Car, en effet, on savait que des pays du Sud européen, comme aussi ceux du Centre et de l'Est, ces derniers nouvellement libérés de la tutelle du régime soviétique, ne répondaient pas aux critères de Copenhague (notamment économiques) d'adhésion et avaient besoin d'un temps important de «rodage», si bien pour leur entrée dans la CE/UE que, pour certains d'entre eux, pour leur participation à la zone euro. Au niveau de la zone euro, la conformité aux critères de Maastricht devrait aller au-delà de leur lettre et, eu égard à leur esprit, être, à l'époque, observée sur une plus longue période, à la fois pour vérifier leur permanence et stabilité que pour permettre aux pays candidats d'acquérir grâce, entre autres (et pas uniquement), à leur monnaie nationale, une compétitivité, d'abord commerciale, et, ensuite, plus largement économique (certains profitant, entretemps, d'un régime d'association, dans un schéma de cercles concentriques). D'ailleurs, en dehors de cette dimension de «stress» économique, dû à ce type d'élargissements et de participations à la zone euro, il y a aussi les dégâts de paralysies, dus à l'entrée au système de dirigeants eurosceptiques, parfois europhobes, à la grande multiplication des cycles politiques (élections nationales et sous nationales, législatives et, dans nombre de cas, présidentielles) interférant avec les cycles économiques nationaux et avec celui de l'Union européenne et de son projet économique et monétaire, voire aussi politique.
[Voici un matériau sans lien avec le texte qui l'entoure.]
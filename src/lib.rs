pub mod ambience;
pub mod auth;
pub mod config;
pub mod deck;
pub mod event;
pub mod player;
pub mod session;
pub mod ui;
pub mod util;
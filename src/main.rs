use spinpod::{
    ui::app::App,
    util::{hook::set_panic_hook, log::initialize_logging},
};

#[tokio::main(flavor = "multi_thread", worker_threads = 4)]
async fn main() -> color_eyre::Result<()> {
    setup()?;

    let mut app = App::new().await?;
    app.run().await
}

fn setup() -> color_eyre::Result<()> {
    color_eyre::install()?;
    dotenv::dotenv().ok();
    set_panic_hook();
    initialize_logging()
}
use async_trait::async_trait;
use ratatui::crossterm::event::{KeyEvent, MouseButton, MouseEvent, MouseEventKind};
use ratatui::{Frame, layout::Rect};

use crate::deck::{knob, platter};
use crate::ui::components::{
    knob::KnobWidget,
    mode_row::{ModeRow, mode_at},
    platter::PlatterWidget,
    timer_ring::TimerWidget,
    track_info::TrackInfoWidget,
};
use crate::ui::context::AppContext;
use crate::ui::layout;
use crate::ui::state::AppState;
use crate::ui::traits::{Action, View};

#[derive(Clone, Copy, PartialEq)]
enum DragTarget {
    None,
    Platter,
    Volume,
    Space,
}

/// The main device face: platter, focus program readout, signal display
/// and the two rotary knobs. Remembers where it drew each control so
/// pointer gestures can be mapped back onto them.
pub struct DeckView {
    platter_area: Option<Rect>,
    mode_area: Option<Rect>,
    volume_area: Option<Rect>,
    space_area: Option<Rect>,
    drag: DragTarget,
}

impl DeckView {
    pub fn new() -> Self {
        Self {
            platter_area: None,
            mode_area: None,
            volume_area: None,
            space_area: None,
            drag: DragTarget::None,
        }
    }
}

impl Default for DeckView {
    fn default() -> Self {
        Self::new()
    }
}

fn contains(area: Rect, column: u16, row: u16) -> bool {
    column >= area.x
        && column < area.x + area.width
        && row >= area.y
        && row < area.y + area.height
}

/// Pointer offset from the center of a control, with the terminal's 2:1
/// cell aspect folded in so circles behave like circles.
fn center_offset(area: Rect, column: u16, row: u16) -> (f64, f64) {
    let cx = area.x as f64 + area.width as f64 / 2.0;
    let cy = area.y as f64 + area.height as f64 / 2.0;
    let dx = column as f64 - cx;
    let dy = (row as f64 - cy) * 2.0;
    (dx, dy)
}

#[async_trait(?Send)]
impl View for DeckView {
    fn render(&mut self, f: &mut Frame, area: Rect, _state: &AppState, ctx: &AppContext) {
        let (platter_area, panel) = layout::deck_chunks(area);
        let (mode_area, timer_area, info_area, knobs) = layout::panel_chunks(panel);
        let (volume_area, space_area) = layout::knob_chunks(knobs);

        self.platter_area = Some(platter_area);
        self.mode_area = Some(mode_area);
        self.volume_area = Some(volume_area);
        self.space_area = Some(space_area);

        f.render_widget(ModeRow::new(ctx.timer.mode()), mode_area);

        let title = ctx
            .current_track()
            .map(|t| t.title.clone())
            .unwrap_or_else(|| "NO_SIGNAL".to_string());

        f.render_widget(
            PlatterWidget::new(ctx.platter.rotation(), &title, ctx.platter.is_dragging()),
            platter_area,
        );
        f.render_widget(TimerWidget::new(&ctx.timer), timer_area);
        f.render_widget(
            TrackInfoWidget::new(
                ctx.current_track(),
                ctx.progress(),
                ctx.is_playing(),
                ctx.shuffle,
            ),
            info_area,
        );
        f.render_widget(KnobWidget::new("VOL", ctx.volume), volume_area);
        f.render_widget(KnobWidget::new("SPC", ctx.space), space_area);
    }

    async fn handle_input(
        &mut self,
        _key: KeyEvent,
        _state: &AppState,
        _ctx: &AppContext,
    ) -> Option<Action> {
        None
    }

    fn handle_mouse(&mut self, mouse: MouseEvent, _ctx: &AppContext) -> Option<Action> {
        match mouse.kind {
            MouseEventKind::Down(MouseButton::Left) => {
                if let Some(area) = self.mode_area
                    && contains(area, mouse.column, mouse.row)
                {
                    return mode_at(area, mouse.column).map(Action::SetMode);
                }
                if let Some(area) = self.platter_area
                    && contains(area, mouse.column, mouse.row)
                {
                    let (dx, dy) = center_offset(area, mouse.column, mouse.row);
                    self.drag = DragTarget::Platter;
                    return Some(Action::PlatterPress(platter::pointer_angle(dx, dy)));
                }
                if let Some(area) = self.volume_area
                    && contains(area, mouse.column, mouse.row)
                {
                    let (dx, dy) = center_offset(area, mouse.column, mouse.row);
                    self.drag = DragTarget::Volume;
                    return Some(Action::SetVolume(knob::value_from_pointer(dx, dy)));
                }
                if let Some(area) = self.space_area
                    && contains(area, mouse.column, mouse.row)
                {
                    let (dx, dy) = center_offset(area, mouse.column, mouse.row);
                    self.drag = DragTarget::Space;
                    return Some(Action::SetSpace(knob::value_from_pointer(dx, dy)));
                }
                None
            }
            MouseEventKind::Drag(MouseButton::Left) => match self.drag {
                DragTarget::Platter => {
                    let area = self.platter_area?;
                    let (dx, dy) = center_offset(area, mouse.column, mouse.row);
                    Some(Action::PlatterDrag(platter::pointer_angle(dx, dy)))
                }
                DragTarget::Volume => {
                    let area = self.volume_area?;
                    let (dx, dy) = center_offset(area, mouse.column, mouse.row);
                    Some(Action::SetVolume(knob::value_from_pointer(dx, dy)))
                }
                DragTarget::Space => {
                    let area = self.space_area?;
                    let (dx, dy) = center_offset(area, mouse.column, mouse.row);
                    Some(Action::SetSpace(knob::value_from_pointer(dx, dy)))
                }
                DragTarget::None => None,
            },
            MouseEventKind::Up(MouseButton::Left) => {
                let was_platter = self.drag == DragTarget::Platter;
                self.drag = DragTarget::None;
                was_platter.then_some(Action::PlatterRelease)
            }
            MouseEventKind::ScrollUp | MouseEventKind::ScrollDown => {
                let step = if mouse.kind == MouseEventKind::ScrollUp {
                    0.05
                } else {
                    -0.05
                };
                if let Some(area) = self.volume_area
                    && contains(area, mouse.column, mouse.row)
                {
                    return Some(Action::NudgeVolume(step));
                }
                if let Some(area) = self.space_area
                    && contains(area, mouse.column, mouse.row)
                {
                    return Some(Action::NudgeSpace(step));
                }
                None
            }
            _ => None,
        }
    }
}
C'est pourquoi le proposé Traité pour la stabilité, la coordination et la gouvernance, indépendamment de ses mérites et carences intrinsèques (économiques et juridico-institutionnels) est une tentative, souhaitons-le réussie, d'y accueillir ceux de la zone euro et les autres, qui accepteraient de nouveaux et plus rigoureux règles du jeu (malheureusement édulcorées, depuis les premières annonces du couple-franco-allemand), et de mieux contrôler, par la suite, leur comportement afférent, avec des sanctions qui pousseraient, les «récalcitrants» vers l'antichambre du retrait.
Dans cette urgence d'agir, que le débat des analystes et des décideurs puisse donc porter sur la correction de ces dérapages-déviations, avant de se livrer, par une fuite en avant, sans chances de réussite, à un exercice d'échafaudage de schémas maximalistes (fédéralisme institutionnel et économique) ou des formules minimalistes d'intergouvernementalisme (celles d'un retour à l'Europe des États, dont les Européens ont connu les dégâts sociétaux, suite à deux grandes guerres meurtrières, deux fois dans la même moitié de siècle, à un protectionnisme dévastateur, à des conflits régionaux et ethniques, à une fragmentation de la voix du Continent sur la scène internationale, les mettant ainsi sur la pente glissante du déclin).
En somme, le temps est arrivé pour sortir de la recherche de l'unanimisme et de l'illusion d'un cadre pour tous, qui conduit inexorablement à l'Europe à la carte et, à terme, à la dilution de l'Union dans une zone de libre-échange.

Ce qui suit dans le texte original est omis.